Kayıplar elimizden giderken bizdende bir parça götürüyordu. Her kayıp bizi biraz daha eksiltiyordu. Eksikleri fark ettiğimiz zaman kayıplar canımızı daha fazla yakardı.
Bir kayıp bizden en fazla ne eksiltirdi ki ?
Mira'dan birçok şey eksiltmişti. Umut'u kaybettiğimiz günden bu yana yaklaşık bir hafta geçmişti. Bir hafta boyunca ne doğru düzgün benimle konuşmuştu ne de yemek yemişti. Odasında kendini dış dünyadan soyutlamış bir şekilde vaktini geçiriyordu.
Okul idaresi durumu bildiği için bir hafta bize izin vermişti. Mira'nın bu bir hafta dışında okula geri döneceğini zannetmiyordum.
Günlerdir yemek yemediği için ona hafif bir çorba yaptım , midesine birşeyler girmesi gerekiyordu. Kaseye bir kepçeden biraz fazla çorba koydum , tepsiye; biraz ekmek ,bir bardak su ve bir kaşığı bıraktıktan sonra Mira'nın odasına doğru ilerledim.
Kapıyı çaldım ama ses gelmeyeceğini bildiğim için beklemeden içeriye girdim.
Tatlı kokusu.
Benim küçük güzel kızım, canın yanıyor ve ben buna dayanamıyorum. Acının iliklerine kadar işlediğini hissediyorum ama elimden hiçbir şey gelmiyor. Acını bana vermek ister misin ?
Acını bana verebilirsin.
Kalbini sızlatan o ağrıyı nasıl taşıyorsun narin yüreğinde ?
Doğru söyle sen , benden bile daha güçlüsün değil mi ?
Sana yemin olsun güzel kızım , canını yakanı cehenneme ben göndereceğim.
"Mira , gel güzelim sana çorba getirdim,"
Penceresinin önünde duran tekli koltuğa sırtını yaslamış bir vaziyette oturuyordu. Dışarıya değil gökyüzüne bakıyordu. Gözlerinin aradığı şey dışarıda değildi, gökyüzündeydi.
"Yok yemeyeceğim, saol."
Sesi o kadar kırılmıştı ki küçük bir bebeğin ince sesi gibiydi.

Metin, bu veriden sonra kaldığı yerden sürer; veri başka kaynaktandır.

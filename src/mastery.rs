//! Mastery classification
//!
//! Maps a card's stability and lifecycle state to the 4-level ordinal used
//! for UI badges and deck filters. The stability cutoffs are policy
//! constants, not derived values.

use serde::{Deserialize, Serialize};

use crate::models::{LifecycleState, MasteryLevel};

/// Stability cutoffs (days) between mastery levels.
///
/// Defaults: below 3 days Beginner, 3-14 Intermediate, 14-30 Advanced,
/// 30 and up Mastered. Each boundary belongs to the higher level.
#[derive(Debug, Clone, Copy, Serialize, Deserialize)]
#[serde(rename_all = "camelCase")]
pub struct MasteryThresholds {
    pub intermediate: f32,
    pub advanced: f32,
    pub mastered: f32,
}

impl Default for MasteryThresholds {
    fn default() -> Self {
        Self {
            intermediate: 3.0,
            advanced: 14.0,
            mastered: 30.0,
        }
    }
}

impl MasteryThresholds {
    pub fn new(intermediate: f32, advanced: f32, mastered: f32) -> Self {
        debug_assert!(
            intermediate < advanced && advanced < mastered,
            "mastery thresholds must be strictly ascending"
        );
        Self {
            intermediate,
            advanced,
            mastered,
        }
    }
}

/// Classify a card's mastery.
///
/// A card not in regular review (new, learning, or relearning) is always
/// `Beginner` regardless of stability; otherwise the level is bucketed by
/// stability against the thresholds.
pub fn classify(
    thresholds: &MasteryThresholds,
    stability: f32,
    lifecycle: LifecycleState,
) -> MasteryLevel {
    if lifecycle != LifecycleState::Review {
        return MasteryLevel::Beginner;
    }

    if stability >= thresholds.mastered {
        MasteryLevel::Mastered
    } else if stability >= thresholds.advanced {
        MasteryLevel::Advanced
    } else if stability >= thresholds.intermediate {
        MasteryLevel::Intermediate
    } else {
        MasteryLevel::Beginner
    }
}
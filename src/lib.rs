//! Spaced repetition scheduling core for vocabulary flashcards
//!
//! This crate is the scheduling heart of a multi-deck vocabulary trainer:
//! - FSRS-style per-card scheduling ([`algorithm`])
//! - mastery classification for UI badges and filters ([`mastery`])
//! - a TTL cache for deck-level aggregate statistics ([`stats`])
//! - fair interleaving of several decks into one study queue ([`planner`])
//! - the orchestration seam callers drive, with storage behind the
//!   [`session::ReviewStore`] trait ([`session`])
//!
//! Persistence, rendering, and speech synthesis live outside this crate;
//! the core exchanges plain in-memory records with its collaborators.
//! Every API takes an explicit `now` so nothing depends on an ambient
//! clock, and all randomness (due-date fuzz, shuffled tie-breaks) is
//! seeded explicitly.

pub mod algorithm;
pub mod mastery;
pub mod models;
pub mod planner;
pub mod session;
pub mod stats;

pub use algorithm::{preview_intervals, retrievability, schedule, SchedulerConfig, SchedulerError};
pub use mastery::{classify, MasteryThresholds};
pub use models::*;
pub use planner::{build_session, build_session_weighted, TieBreak};
pub use session::{deck_statistics, start_session, submit_review, ReviewStore, SessionError};
pub use stats::{StatisticsCache, DEFAULT_TTL_SECONDS};
//! Deck statistics and their TTL cache
//!
//! The cache sits in front of the storage collaborator's aggregate queries
//! so frequent UI refreshes stay cheap. It is strictly cache-aside: it
//! never fetches or recomputes anything itself. A miss tells the caller to
//! recompute from storage and `set` the result; every write that changes a
//! deck's card set or any card state in it must `invalidate` that deck.
//!
//! The internal map is the core's single piece of shared mutable state. All
//! access goes through one mutex so a partial invalidation can never be
//! observed mid-batch, and no method does I/O while holding the lock.

use std::collections::HashMap;
use std::sync::Mutex;

use chrono::{DateTime, Duration, Utc};

use crate::models::{CardMemoryState, DeckId, DeckStatisticsSnapshot, LifecycleState};

/// Default snapshot lifetime. Deliberately short (seconds, not minutes):
/// deck contents change during an active session.
pub const DEFAULT_TTL_SECONDS: i64 = 5;

/// TTL cache of per-deck statistics snapshots.
pub struct StatisticsCache {
    ttl: Duration,
    entries: Mutex<HashMap<DeckId, DeckStatisticsSnapshot>>,
}

impl StatisticsCache {
    pub fn new(ttl: Duration) -> Self {
        Self {
            ttl,
            entries: Mutex::new(HashMap::new()),
        }
    }

    /// Return the cached snapshot for a deck if one exists and is still
    /// fresh at `now`. Expired entries are dropped on observation. A miss
    /// is not an error; the caller recomputes and calls [`set`](Self::set).
    pub fn get(&self, deck_id: DeckId, now: DateTime<Utc>) -> Option<DeckStatisticsSnapshot> {
        let mut entries = self.lock();
        match entries.get(&deck_id) {
            Some(snapshot) if now - snapshot.computed_at < self.ttl => Some(snapshot.clone()),
            Some(_) => {
                entries.remove(&deck_id);
                None
            }
            None => None,
        }
    }

    /// Store or replace the snapshot for a deck.
    pub fn set(&self, snapshot: DeckStatisticsSnapshot) {
        self.lock().insert(snapshot.deck_id, snapshot);
    }

    /// Drop one deck's snapshot immediately. Must be called after any
    /// mutation affecting that deck (review submitted, card imported or
    /// moved, deck deleted).
    pub fn invalidate(&self, deck_id: DeckId) {
        if self.lock().remove(&deck_id).is_some() {
            log::debug!("Invalidated statistics cache for deck {}", deck_id);
        }
    }

    /// Drop every snapshot, e.g. after a bulk import touching many decks.
    pub fn invalidate_all(&self) {
        let mut entries = self.lock();
        if !entries.is_empty() {
            log::debug!("Invalidated statistics cache ({} decks)", entries.len());
            entries.clear();
        }
    }

    pub fn len(&self) -> usize {
        self.lock().len()
    }

    pub fn is_empty(&self) -> bool {
        self.lock().is_empty()
    }

    fn lock(&self) -> std::sync::MutexGuard<'_, HashMap<DeckId, DeckStatisticsSnapshot>> {
        // A poisoned lock only means another holder panicked; the map
        // itself is still consistent, so keep serving.
        self.entries.lock().unwrap_or_else(|e| e.into_inner())
    }
}

impl Default for StatisticsCache {
    fn default() -> Self {
        Self::new(Duration::seconds(DEFAULT_TTL_SECONDS))
    }
}

impl DeckStatisticsSnapshot {
    /// Aggregate a deck's fetched card states into a snapshot at `now`.
    /// Averages cover reviewed cards only and are 0.0 when there are none.
    pub fn compute(deck_id: DeckId, states: &[CardMemoryState], now: DateTime<Utc>) -> Self {
        let mut snapshot = Self {
            deck_id,
            due_count: 0,
            total_count: states.len(),
            new_count: 0,
            learning_count: 0,
            review_count: 0,
            average_stability: 0.0,
            average_difficulty: 0.0,
            computed_at: now,
        };

        let mut reviewed = 0usize;
        let mut stability_sum = 0.0f32;
        let mut difficulty_sum = 0.0f32;

        for state in states {
            match state.lifecycle {
                LifecycleState::New => snapshot.new_count += 1,
                LifecycleState::Learning => snapshot.learning_count += 1,
                LifecycleState::Review | LifecycleState::Relearning => {
                    snapshot.review_count += 1
                }
            }
            if state.is_due(now) {
                snapshot.due_count += 1;
            }
            if state.reps > 0 {
                reviewed += 1;
                stability_sum += state.stability;
                difficulty_sum += state.difficulty;
            }
        }

        if reviewed > 0 {
            snapshot.average_stability = stability_sum / reviewed as f32;
            snapshot.average_difficulty = difficulty_sum / reviewed as f32;
        }

        snapshot
    }
}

"Günlerdir ağzına tek bir lokma koymadın, sen yemediğin zaman ben yiyebiliyor muyum sanıyorsun?"
"Ezel gerçekten yemek istemiyorum. Midem aç değil, kalbim aç. Kalbimi doyurabilicek bir şeyler varsa onları getir bana olur mu ?"
Boğazımdaki yumruk soluk boruma oturdu , nefes almamı engelledi.
"Pekâlâ, abin ve aleyna birazdan burada olur. O geldiğinde nasıl olsa yiyeceksin."
Bana cevap vermedi ve yukarıyı izlemeye devam etti , daha fazla orada duramayıp elimdeki tepsi ile odadan dışarı çıktım.
Sözleri eskisinden çok farklıydı, Mira eskisinden çok farklıydı. Bir haftada o kadar başka biri olmuştu ki , hem aynı kişiydi hem değildi sanki.
Tepsiyi olduğu gibi mutfak tezgahına bıraktım ve balkona çıktım. Masanın üzerinde duran sigara paketinden bir dal aldım ve kenarda ki çakmak yardımıyla ucunu alevlendirdim. Yoldan gelip geçen arabaları izlerken çok hissizdim. Bir haftada bu evde birçok şey değişmişti, en başta biz olmak üzere.
Ömrü sona gelen sigara izmaritinin celladı olup söndürdüm. Kapı zilini evin içinde dolaştığında ayağa kalkıp kapıyı açtım.
Merih Çelin ve Aleyna Aksel.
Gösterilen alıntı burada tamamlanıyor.